As I enter the 28th year of my life, my goals are to aim to continue to hold a magnifying glass up to my revolving door, trust the people in my life to tell me things that I would not have been able to tell myself, and continue to recognize the choices that I have in front of me, even if they are behind the secret 3rd door.

Friday, March 9, 2018

I need to write about it...

I need to write about it even though words are clunky and ill descriptive.  I still need to write to process.  One of my friends told me that she and I write about the same things- 'we both write about paradigm shifts' she said.  And at that moment I realized... apparently I write about paradigm shifts.

When I started working at my current job, I honestly thought I would be there for less then a year.  I had just gotten back from Africa with a bright and shiny, brand new Registered Dietitian license and I had legitimately no clue what I wanted to do or where I wanted to do it.  Before I left for Africa I had run into an old supervisor of mine downtown and he yelled something about the club looking for a dietitian over the ear splitting music that Burlington bars insist on playing at full blast.  Great, I thought.  I'll work this job long enough to put Registered Dietitian on my resume and see where that can take me.  2 life altering years later, I found myself sitting in the president's office petrified, and staring at my feet while I try to find the courage to tell him that I'm leaving.

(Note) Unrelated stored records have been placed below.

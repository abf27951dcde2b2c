//! Stable merging of sorted ranges, either into an output or in place, and the scratch buffer that
//! lets in-place merges run in linear time.

mod merge;
mod tempbuf;
mod tests;

pub use merge::*;
pub use tempbuf::TemporaryBuffer;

I didn't realize how much courage it takes to side swipe someone with news like this.  It felt like I was splitting my soul apart.  As a society, we wrap up so much of who we are into what we do, that when we ultimately decide to change courses, it feels like the part of ourselves that we've devoted to our work has been severed.  Or is that just me?  I kept thinking all day about how this must have been how Voldemort felt when he created his horcruxes.  Although a little less murder for me, I'm just going to graduate school.  I've been questioning everything lately- like more than usual, and I just realized while writing that last sentence that it was because I've assigned so much of myself to my work.  See, this is why I write.  I've intertwined so much of who I am and how I feel accomplishment into showing up at work everyday that when I imagine not doing that, I start to wonder who I am.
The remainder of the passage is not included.